”In a series of damaging emails released yesterday, Tourre also compared the products to a “Frankenstein” monster that had “turned against his own inventor”. Other emails that emerged yesterday showed Lloyd Blankfein, Goldman’s chief executive, boasting about the money the bank made from the housing market collapse. “Of course we didn’t dodge the mortgage mess,” Blankfein wrote in November 2007. “We lost money, then made more than we lost because of shorts (bets against housing).”

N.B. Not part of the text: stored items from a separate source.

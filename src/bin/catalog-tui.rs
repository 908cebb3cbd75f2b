//! Catalog Browser TUI Application
//!
//! A terminal user interface for browsing a product catalog.

use std::sync::Arc;
use std::time::Duration;

use crossterm::event;
use tracing::{error, info};

use catalog_browser::display::PreferenceStore;
use catalog_browser::tui::{
    handle_event, process_state, render, restore_terminal, setup_terminal, TuiState,
};
use catalog_browser::{
    logging, App, CatalogClient, Config, DisplayModePersistence, JsonFileStore, MemoryStore,
};

fn main() -> Result<(), Box<dyn std::error::Error>> {
    // Configuration problems are reported before the terminal is taken over.
    let config = match Config::load() {
        Ok(config) => config,
        Err(e) => {
            eprintln!("{e}");
            std::process::exit(2);
        }
    };

    let _log_guard = logging::init(&config.log_dir(), config.log_filter());
    info!(base_url = %config.service.base_url, "starting catalog browser");

    let client = CatalogClient::from_config(&config.service)?;
    let preferences: Box<dyn PreferenceStore> = match config.preferences_path() {
        Some(path) => Box::new(JsonFileStore::new(path)),
        None => Box::new(MemoryStore::new()),
    };
    let display = DisplayModePersistence::load(preferences);

    let mut app = App::new(Arc::new(client), display);
    app.load();
    let mut state = TuiState::new(app);

    // Setup terminal
    let mut terminal = setup_terminal()?;

    let result = run(&mut terminal, &mut state);

    // Restore terminal
    restore_terminal(&mut terminal)?;

    if let Err(e) = &result {
        error!(error = %e, "terminal loop failed");
    }
    info!("catalog browser exited");
    result
}

fn run(
    terminal: &mut ratatui::Terminal<ratatui::backend::CrosstermBackend<std::io::Stdout>>,
    state: &mut TuiState,
) -> Result<(), Box<dyn std::error::Error>> {
    loop {
        // Draw the UI
        terminal.draw(|f| render(f, state))?;

        // Commit any fetches that finished since the last frame
        process_state(state);

        if state.should_quit {
            return Ok(());
        }

        // Handle events with a timeout
        if event::poll(Duration::from_millis(100))? {
            handle_event(event::read()?, state);
        }
    }
}
use std::io::{self, Stdout};

use crossterm::{
    execute,
    terminal::{disable_raw_mode, enable_raw_mode, EnterAlternateScreen, LeaveAlternateScreen},
};
use ratatui::{backend::CrosstermBackend, Terminal};

/// Setup the terminal for TUI mode.
pub fn setup_terminal() -> io::Result<Terminal<CrosstermBackend<Stdout>>> {
    enable_raw_mode()?;
    let mut stdout = io::stdout();
    execute!(stdout, EnterAlternateScreen)?;
    let backend = CrosstermBackend::new(stdout);
    Terminal::new(backend)
}

/// Restore the terminal to its original state.
pub fn restore_terminal(terminal: &mut Terminal<CrosstermBackend<Stdout>>) -> io::Result<()> {
    disable_raw_mode()?;
    execute!(terminal.backend_mut(), LeaveAlternateScreen)?;
    terminal.show_cursor()
}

It was a short run on broadway. Enron-the Musical is closing after only sixteen critically mixed performances, in which investors in the production practiced their own version of short selling to cover their losses.The play was a form of derivative trading in itself, a licensed product from a new form of industry based on the suffering of others. Conceptually, like many of the Goldman-Sachs products difficult to place, but the play does represent a certain inflection point regarding our relation to money.In this sense, it’s a shame Goldman Sachs continues to position itself as the world’s most hated vessel of greed these days. Because, really, it makes us forget just how terrible Enron was.
The full-fledged Enron theatre production tracks the rise and fall of ex-bosses Jeffrey Skilling, now jailed and Kenneth Lay, now deceased, as well as their dealings with ex-CFO Andy Fastow, the mastermind of the company’s shady accounting practices.In the end the Enrons,was exposed as a house of cards, much like Madoff , AIG, Fannie-Mae, and perhaps Goldman-Sachs. Who knows, it might extend all the way to the Federal Reserve System. maybe we will know one day if all roads do lead to Rome. Perhaps there will there be public monuments commerorating these melt-downs in the future; even a form of poppy day to commemorate the millions of ruined lives caused by these frauds which appear endemic and deeply rooted.

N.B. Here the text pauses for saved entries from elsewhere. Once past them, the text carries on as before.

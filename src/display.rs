//! Light/dark display preference with best-effort durable storage.
//!
//! The preference lives under a single key ([`DISPLAY_MODE_KEY`]) holding a
//! JSON boolean. Reading never fails from the caller's point of view: an
//! absent, unreadable or corrupt value means light mode. Write failures are
//! logged and otherwise ignored.

use std::collections::BTreeMap;
use std::fs;
use std::io::{self, Write as _};
use std::path::{Path, PathBuf};

use serde_json::Value;
use tracing::{debug, warn};

use crate::error::{CatalogError, Result};

/// Storage key of the display preference.
pub const DISPLAY_MODE_KEY: &str = "darkMode";

/// Light or dark presentation.
#[derive(Debug, Clone, Copy, Default, PartialEq, Eq)]
pub enum DisplayMode {
    #[default]
    Light,
    Dark,
}

impl DisplayMode {
    pub fn from_dark(dark: bool) -> Self {
        if dark {
            DisplayMode::Dark
        } else {
            DisplayMode::Light
        }
    }

    pub fn is_dark(self) -> bool {
        self == DisplayMode::Dark
    }

    pub fn toggled(self) -> Self {
        Self::from_dark(!self.is_dark())
    }
}

// ---------------------------------------------------------------------------
// Key/value storage
// ---------------------------------------------------------------------------

/// Durable key/value storage for raw JSON-encoded preference values.
pub trait PreferenceStore: Send {
    /// Raw JSON text stored under `key`, or `None` if absent.
    fn read(&self, key: &str) -> Result<Option<String>>;

    /// Store raw JSON text under `key`, replacing any previous value.
    fn write(&mut self, key: &str, value: &str) -> Result<()>;
}

/// Preferences kept in one JSON object file.
///
/// Writes go to a sibling temp file which is synced and renamed over the
/// target, so readers never observe a partial file.
#[derive(Debug, Clone)]
pub struct JsonFileStore {
    path: PathBuf,
}

impl JsonFileStore {
    pub fn new(path: impl Into<PathBuf>) -> Self {
        Self { path: path.into() }
    }

    pub fn path(&self) -> &Path {
        &self.path
    }

    fn read_error(&self, details: impl ToString) -> CatalogError {
        CatalogError::PersistenceRead {
            path: self.path.clone(),
            details: details.to_string(),
        }
    }

    fn write_error(&self, details: impl ToString) -> CatalogError {
        CatalogError::PersistenceWrite {
            path: self.path.clone(),
            details: details.to_string(),
        }
    }

    fn read_all(&self) -> Result<BTreeMap<String, Value>> {
        let content = match fs::read_to_string(&self.path) {
            Ok(c) => c,
            Err(e) if e.kind() == io::ErrorKind::NotFound => return Ok(BTreeMap::new()),
            Err(e) => return Err(self.read_error(e)),
        };
        serde_json::from_str(&content).map_err(|e| self.read_error(e))
    }

    fn save_all(&self, entries: &BTreeMap<String, Value>) -> io::Result<()> {
        if let Some(parent) = self.path.parent() {
            fs::create_dir_all(parent)?;
        }

        let json = serde_json::to_string_pretty(entries)
            .map_err(|e| io::Error::new(io::ErrorKind::InvalidData, e))?;

        let tmp_path = self.path.with_extension("json.tmp");
        {
            let mut file = fs::File::create(&tmp_path)?;
            file.write_all(json.as_bytes())?;
            file.sync_all()?;
        }
        fs::rename(&tmp_path, &self.path)
    }
}

impl PreferenceStore for JsonFileStore {
    fn read(&self, key: &str) -> Result<Option<String>> {
        Ok(self.read_all()?.get(key).map(Value::to_string))
    }

    fn write(&mut self, key: &str, value: &str) -> Result<()> {
        let value: Value = serde_json::from_str(value).map_err(|e| self.write_error(e))?;
        // A corrupt file is replaced rather than blocking the write.
        let mut entries = self.read_all().unwrap_or_default();
        entries.insert(key.to_string(), value);
        self.save_all(&entries).map_err(|e| self.write_error(e))
    }
}

/// Process-lifetime storage, used when no preferences file is available.
#[derive(Debug, Clone, Default)]
pub struct MemoryStore {
    entries: BTreeMap<String, String>,
}

impl MemoryStore {
    pub fn new() -> Self {
        Self::default()
    }
}

impl PreferenceStore for MemoryStore {
    fn read(&self, key: &str) -> Result<Option<String>> {
        Ok(self.entries.get(key).cloned())
    }

    fn write(&mut self, key: &str, value: &str) -> Result<()> {
        self.entries.insert(key.to_string(), value.to_string());
        Ok(())
    }
}

// ---------------------------------------------------------------------------
// Persistence
// ---------------------------------------------------------------------------

/// The in-memory display mode plus the store it is mirrored to.
pub struct DisplayModePersistence {
    store: Box<dyn PreferenceStore>,
    mode: DisplayMode,
}

impl DisplayModePersistence {
    /// Read the stored preference, defaulting to light on any problem.
    pub fn load(store: Box<dyn PreferenceStore>) -> Self {
        let mode = match store.read(DISPLAY_MODE_KEY) {
            Ok(Some(raw)) => match serde_json::from_str::<bool>(&raw) {
                Ok(dark) => DisplayMode::from_dark(dark),
                Err(e) => {
                    warn!(value = %raw, error = %e, "ignoring unparseable display mode");
                    DisplayMode::Light
                }
            },
            Ok(None) => DisplayMode::Light,
            Err(e) => {
                warn!(error = %e, "display mode unreadable, using light");
                DisplayMode::Light
            }
        };
        debug!(?mode, "display mode loaded");
        Self { store, mode }
    }

    pub fn mode(&self) -> DisplayMode {
        self.mode
    }

    /// Flip the mode and persist it. Returns the new mode.
    pub fn toggle(&mut self) -> DisplayMode {
        self.mode = self.mode.toggled();
        let encoded = if self.mode.is_dark() { "true" } else { "false" };
        if let Err(e) = self.store.write(DISPLAY_MODE_KEY, encoded) {
            warn!(error = %e, "display mode not persisted");
        }
        self.mode
    }
}

#[cfg(test)]
mod tests {
    use super::*;

    struct BrokenStore;

    impl PreferenceStore for BrokenStore {
        fn read(&self, _key: &str) -> Result<Option<String>> {
            Err(CatalogError::PersistenceRead {
                path: PathBuf::from("/dev/null"),
                details: "broken".into(),
            })
        }

        fn write(&mut self, _key: &str, _value: &str) -> Result<()> {
            Err(CatalogError::PersistenceWrite {
                path: PathBuf::from("/dev/null"),
                details: "broken".into(),
            })
        }
    }

    #[test]
    fn absent_value_is_light() {
        let display = DisplayModePersistence::load(Box::new(MemoryStore::new()));
        assert_eq!(display.mode(), DisplayMode::Light);
    }

    #[test]
    fn unparseable_value_is_light() {
        let mut store = MemoryStore::new();
        store.write(DISPLAY_MODE_KEY, "\"dark\"").unwrap();
        let display = DisplayModePersistence::load(Box::new(store));
        assert_eq!(display.mode(), DisplayMode::Light);
    }

    #[test]
    fn broken_store_degrades_quietly() {
        let mut display = DisplayModePersistence::load(Box::new(BrokenStore));
        assert_eq!(display.mode(), DisplayMode::Light);
        assert_eq!(display.toggle(), DisplayMode::Dark);
        assert_eq!(display.mode(), DisplayMode::Dark);
    }

    #[test]
    fn toggle_survives_reload() {
        let dir = tempfile::tempdir().unwrap();
        let path = dir.path().join("prefs").join("preferences.json");

        let mut display = DisplayModePersistence::load(Box::new(JsonFileStore::new(&path)));
        assert_eq!(display.toggle(), DisplayMode::Dark);
        assert!(fs::read_to_string(&path).unwrap().contains("\"darkMode\": true"));

        let display = DisplayModePersistence::load(Box::new(JsonFileStore::new(&path)));
        assert_eq!(display.mode(), DisplayMode::Dark);
    }

    #[test]
    fn corrupt_file_reads_light_and_is_repaired_on_toggle() {
        let dir = tempfile::tempdir().unwrap();
        let path = dir.path().join("preferences.json");
        fs::write(&path, "not valid json {{{").unwrap();

        let store = JsonFileStore::new(&path);
        assert!(matches!(
            store.read(DISPLAY_MODE_KEY),
            Err(CatalogError::PersistenceRead { .. })
        ));

        let mut display = DisplayModePersistence::load(Box::new(store));
        assert_eq!(display.mode(), DisplayMode::Light);
        display.toggle();

        let reloaded = JsonFileStore::new(&path);
        assert_eq!(reloaded.read(DISPLAY_MODE_KEY).unwrap().as_deref(), Some("true"));
    }

    #[test]
    fn other_keys_are_preserved() {
        let dir = tempfile::tempdir().unwrap();
        let path = dir.path().join("preferences.json");
        fs::write(&path, r#"{ "lastCategory": "home" }"#).unwrap();

        let mut store = JsonFileStore::new(&path);
        store.write(DISPLAY_MODE_KEY, "false").unwrap();
        assert_eq!(store.read("lastCategory").unwrap().as_deref(), Some("\"home\""));
        assert_eq!(store.read(DISPLAY_MODE_KEY).unwrap().as_deref(), Some("false"));
        assert!(!path.with_extension("json.tmp").exists());
    }
}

Stories about finance and fraud are always timely; for every Goldman that steps up to the plate, many are vying to be in the on-deck circle. Goldman is just a variation the theme; but the public persona and performance of Goldman-Sachs CEO Lloyd Blankfein shows that the world of finance and accounting shows that a world of business and accounting that has not traditionally inspired much in the way of song and dance routines appears to be changing; given the surplus of capable understudies that this craft seems to be producing.
Blankfein’s blessing of financial products that are designed to fail, instruments with built in obsolescence has some resemblence to a scene in Enron where a trader recounts a frightening day when his trades lost millions, then proudly recalls how Skilling applauded his courage, telling him “Only people who are prepared to lose are ever gonna win.” Its you win when you lose; a surrealistic world where synthetic and purely conceptual products, unlinked to any tangible assets are traded like marbles in a school yard. No tangible assets are produced, yet we have come to the point, as a society, to treat this type of activity as a ”primary industry” and not the quasi- money laundering scheme it most closely resembles. Like the pyramid on the American dollar bill, one cannot help but wonder if all these forms of arcane, conceptual manouvers are not part of a pyramid scandal of which the Bernard Madoff case, may be the proverbial tip of the iceberg.
The ”racial profiling” of this race that is seen in the Blankfeins, Ken Lewis’s etc. show some portent towards people who are extremely clever, yet not that bright; numbers men disconnected with most reality. This focus on quantitative skills is evident too in Mr. Fabrice Tourre’s e-mails. Even as he seems aware that he has created a financial instrument that could come crashing down, he marvels at its conceptual applications.
”In one e-mail he calls the product “pure intellectual masturbation” and “something absolutely conceptual and highly theoretical.”Tourre’s emails described the products he created as “a ‘thing’, which has no purpose, which is absolutely conceptual and highly theoretical and which nobody knows how to price”.He also predicted the collapse of the market, writing that “the poor little sub-prime borrowers will not last so long!!!”. “It’s like Frankenstein turning against his own inventor,” he writes of the products he was selling.”